Check every line below for the word "ConfigError" and copy each one that has it.
▽
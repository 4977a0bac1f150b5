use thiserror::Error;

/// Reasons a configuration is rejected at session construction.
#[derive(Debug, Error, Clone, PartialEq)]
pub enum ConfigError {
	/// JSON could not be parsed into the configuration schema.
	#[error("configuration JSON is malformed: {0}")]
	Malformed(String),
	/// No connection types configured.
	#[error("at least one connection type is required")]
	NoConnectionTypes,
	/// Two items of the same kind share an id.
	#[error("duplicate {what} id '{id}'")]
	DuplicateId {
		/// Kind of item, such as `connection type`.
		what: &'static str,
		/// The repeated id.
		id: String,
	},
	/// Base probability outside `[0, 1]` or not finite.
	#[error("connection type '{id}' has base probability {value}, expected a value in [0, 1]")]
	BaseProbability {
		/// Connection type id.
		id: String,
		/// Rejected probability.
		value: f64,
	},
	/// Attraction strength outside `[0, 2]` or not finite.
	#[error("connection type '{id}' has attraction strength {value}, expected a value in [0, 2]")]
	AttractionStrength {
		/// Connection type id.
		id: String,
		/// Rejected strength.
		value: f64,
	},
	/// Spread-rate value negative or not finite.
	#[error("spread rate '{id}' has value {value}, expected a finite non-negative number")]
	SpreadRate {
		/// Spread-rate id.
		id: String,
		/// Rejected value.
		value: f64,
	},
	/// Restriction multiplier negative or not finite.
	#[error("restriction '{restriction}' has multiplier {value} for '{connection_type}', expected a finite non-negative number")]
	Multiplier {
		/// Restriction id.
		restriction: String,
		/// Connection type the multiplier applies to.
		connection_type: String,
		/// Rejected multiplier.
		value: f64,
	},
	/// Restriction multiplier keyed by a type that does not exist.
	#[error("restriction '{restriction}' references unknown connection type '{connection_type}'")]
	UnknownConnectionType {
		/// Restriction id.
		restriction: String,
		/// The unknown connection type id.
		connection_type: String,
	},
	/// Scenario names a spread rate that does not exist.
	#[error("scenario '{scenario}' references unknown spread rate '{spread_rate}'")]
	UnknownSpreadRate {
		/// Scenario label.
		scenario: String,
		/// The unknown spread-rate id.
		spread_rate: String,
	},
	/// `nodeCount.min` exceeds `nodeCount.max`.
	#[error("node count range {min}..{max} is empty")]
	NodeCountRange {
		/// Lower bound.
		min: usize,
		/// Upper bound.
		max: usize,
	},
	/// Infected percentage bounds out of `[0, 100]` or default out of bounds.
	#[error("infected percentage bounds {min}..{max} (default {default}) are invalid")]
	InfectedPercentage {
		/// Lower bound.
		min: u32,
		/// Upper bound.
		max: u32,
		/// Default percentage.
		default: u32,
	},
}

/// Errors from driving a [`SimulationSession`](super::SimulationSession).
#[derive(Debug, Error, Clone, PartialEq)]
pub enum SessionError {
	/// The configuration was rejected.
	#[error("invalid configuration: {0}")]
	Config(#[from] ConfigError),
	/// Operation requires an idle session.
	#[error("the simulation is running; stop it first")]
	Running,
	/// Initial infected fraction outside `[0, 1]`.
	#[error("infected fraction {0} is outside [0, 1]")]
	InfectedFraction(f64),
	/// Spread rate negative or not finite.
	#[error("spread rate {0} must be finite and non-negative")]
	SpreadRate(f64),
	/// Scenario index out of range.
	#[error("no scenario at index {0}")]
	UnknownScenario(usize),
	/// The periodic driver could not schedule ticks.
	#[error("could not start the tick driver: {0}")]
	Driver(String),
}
△
▽
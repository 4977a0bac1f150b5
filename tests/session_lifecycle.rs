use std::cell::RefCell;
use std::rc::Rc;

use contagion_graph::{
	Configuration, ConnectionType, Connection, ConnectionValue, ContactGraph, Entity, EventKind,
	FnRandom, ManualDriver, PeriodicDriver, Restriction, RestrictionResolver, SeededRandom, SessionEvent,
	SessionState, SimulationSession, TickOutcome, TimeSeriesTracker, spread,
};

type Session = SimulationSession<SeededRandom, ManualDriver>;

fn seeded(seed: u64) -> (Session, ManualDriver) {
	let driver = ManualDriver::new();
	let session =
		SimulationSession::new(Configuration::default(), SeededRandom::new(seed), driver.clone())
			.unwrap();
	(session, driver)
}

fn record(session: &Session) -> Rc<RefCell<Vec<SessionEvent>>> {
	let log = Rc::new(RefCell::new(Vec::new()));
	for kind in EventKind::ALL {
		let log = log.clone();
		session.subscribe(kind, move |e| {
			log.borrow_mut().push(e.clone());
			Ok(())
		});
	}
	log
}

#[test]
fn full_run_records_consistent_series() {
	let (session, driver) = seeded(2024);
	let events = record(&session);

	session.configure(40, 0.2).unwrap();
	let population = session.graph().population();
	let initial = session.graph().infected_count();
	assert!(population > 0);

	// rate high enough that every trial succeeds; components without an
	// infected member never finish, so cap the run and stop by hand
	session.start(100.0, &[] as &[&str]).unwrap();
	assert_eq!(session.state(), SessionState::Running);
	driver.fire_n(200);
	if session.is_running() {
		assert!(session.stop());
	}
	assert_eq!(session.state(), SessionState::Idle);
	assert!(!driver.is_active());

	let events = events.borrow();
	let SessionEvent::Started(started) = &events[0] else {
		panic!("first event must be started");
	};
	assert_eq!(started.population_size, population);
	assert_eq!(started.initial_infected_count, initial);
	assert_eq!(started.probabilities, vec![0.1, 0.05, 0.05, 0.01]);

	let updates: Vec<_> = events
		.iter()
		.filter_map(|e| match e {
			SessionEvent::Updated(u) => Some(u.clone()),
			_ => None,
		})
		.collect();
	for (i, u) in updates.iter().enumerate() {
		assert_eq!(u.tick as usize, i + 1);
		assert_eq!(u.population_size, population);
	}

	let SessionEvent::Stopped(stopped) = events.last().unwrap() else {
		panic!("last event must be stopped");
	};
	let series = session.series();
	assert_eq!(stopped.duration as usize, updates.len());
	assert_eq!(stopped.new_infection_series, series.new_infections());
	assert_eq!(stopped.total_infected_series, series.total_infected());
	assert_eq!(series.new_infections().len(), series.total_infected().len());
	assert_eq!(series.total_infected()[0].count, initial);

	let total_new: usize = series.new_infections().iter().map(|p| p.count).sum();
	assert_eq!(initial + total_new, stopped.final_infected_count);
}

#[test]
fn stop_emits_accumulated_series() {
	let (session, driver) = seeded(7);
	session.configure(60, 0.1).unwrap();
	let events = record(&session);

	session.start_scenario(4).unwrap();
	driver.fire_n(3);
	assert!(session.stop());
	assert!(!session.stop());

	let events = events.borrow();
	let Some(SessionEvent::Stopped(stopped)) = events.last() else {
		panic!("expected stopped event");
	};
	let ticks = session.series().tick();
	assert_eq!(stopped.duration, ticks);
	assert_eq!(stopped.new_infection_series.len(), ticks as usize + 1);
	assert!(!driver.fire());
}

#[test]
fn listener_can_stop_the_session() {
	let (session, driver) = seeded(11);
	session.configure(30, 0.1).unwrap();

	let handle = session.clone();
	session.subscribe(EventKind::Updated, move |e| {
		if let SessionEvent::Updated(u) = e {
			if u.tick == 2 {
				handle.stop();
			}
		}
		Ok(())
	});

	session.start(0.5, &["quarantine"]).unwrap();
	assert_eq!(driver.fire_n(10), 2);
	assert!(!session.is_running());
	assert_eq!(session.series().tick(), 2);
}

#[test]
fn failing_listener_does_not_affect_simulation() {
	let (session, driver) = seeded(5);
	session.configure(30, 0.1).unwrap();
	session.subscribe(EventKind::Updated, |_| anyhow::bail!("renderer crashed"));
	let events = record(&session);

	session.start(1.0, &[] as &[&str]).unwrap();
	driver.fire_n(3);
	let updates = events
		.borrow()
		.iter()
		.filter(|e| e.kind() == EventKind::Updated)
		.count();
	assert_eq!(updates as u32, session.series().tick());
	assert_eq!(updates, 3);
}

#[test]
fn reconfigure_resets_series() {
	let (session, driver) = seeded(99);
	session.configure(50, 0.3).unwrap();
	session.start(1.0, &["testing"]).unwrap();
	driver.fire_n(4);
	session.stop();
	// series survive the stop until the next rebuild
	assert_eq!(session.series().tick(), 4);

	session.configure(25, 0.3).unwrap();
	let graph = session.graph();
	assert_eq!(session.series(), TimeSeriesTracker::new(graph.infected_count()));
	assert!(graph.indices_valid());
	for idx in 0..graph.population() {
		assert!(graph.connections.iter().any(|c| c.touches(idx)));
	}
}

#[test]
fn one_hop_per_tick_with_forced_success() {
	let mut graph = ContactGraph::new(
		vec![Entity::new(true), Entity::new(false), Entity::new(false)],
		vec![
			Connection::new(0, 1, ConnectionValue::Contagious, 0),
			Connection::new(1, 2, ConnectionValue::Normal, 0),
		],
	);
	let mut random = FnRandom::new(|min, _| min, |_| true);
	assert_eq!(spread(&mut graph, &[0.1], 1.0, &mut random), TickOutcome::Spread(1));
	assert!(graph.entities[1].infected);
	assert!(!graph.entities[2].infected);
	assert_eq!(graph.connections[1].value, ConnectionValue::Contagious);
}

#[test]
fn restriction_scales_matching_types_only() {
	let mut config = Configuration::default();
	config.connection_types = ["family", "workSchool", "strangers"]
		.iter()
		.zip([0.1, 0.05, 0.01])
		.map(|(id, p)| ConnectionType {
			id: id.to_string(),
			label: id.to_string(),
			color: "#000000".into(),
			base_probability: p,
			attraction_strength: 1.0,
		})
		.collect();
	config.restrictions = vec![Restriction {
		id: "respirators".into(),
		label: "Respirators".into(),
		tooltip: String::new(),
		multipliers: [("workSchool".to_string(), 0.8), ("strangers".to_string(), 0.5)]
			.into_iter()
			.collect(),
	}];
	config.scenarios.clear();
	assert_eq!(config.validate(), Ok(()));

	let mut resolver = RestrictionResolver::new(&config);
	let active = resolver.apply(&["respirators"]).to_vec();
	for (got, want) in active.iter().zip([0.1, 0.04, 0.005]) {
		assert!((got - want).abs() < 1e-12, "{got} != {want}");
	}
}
△
= Response =
pub enum ConfigError {
	Config(#[from] ConfigError),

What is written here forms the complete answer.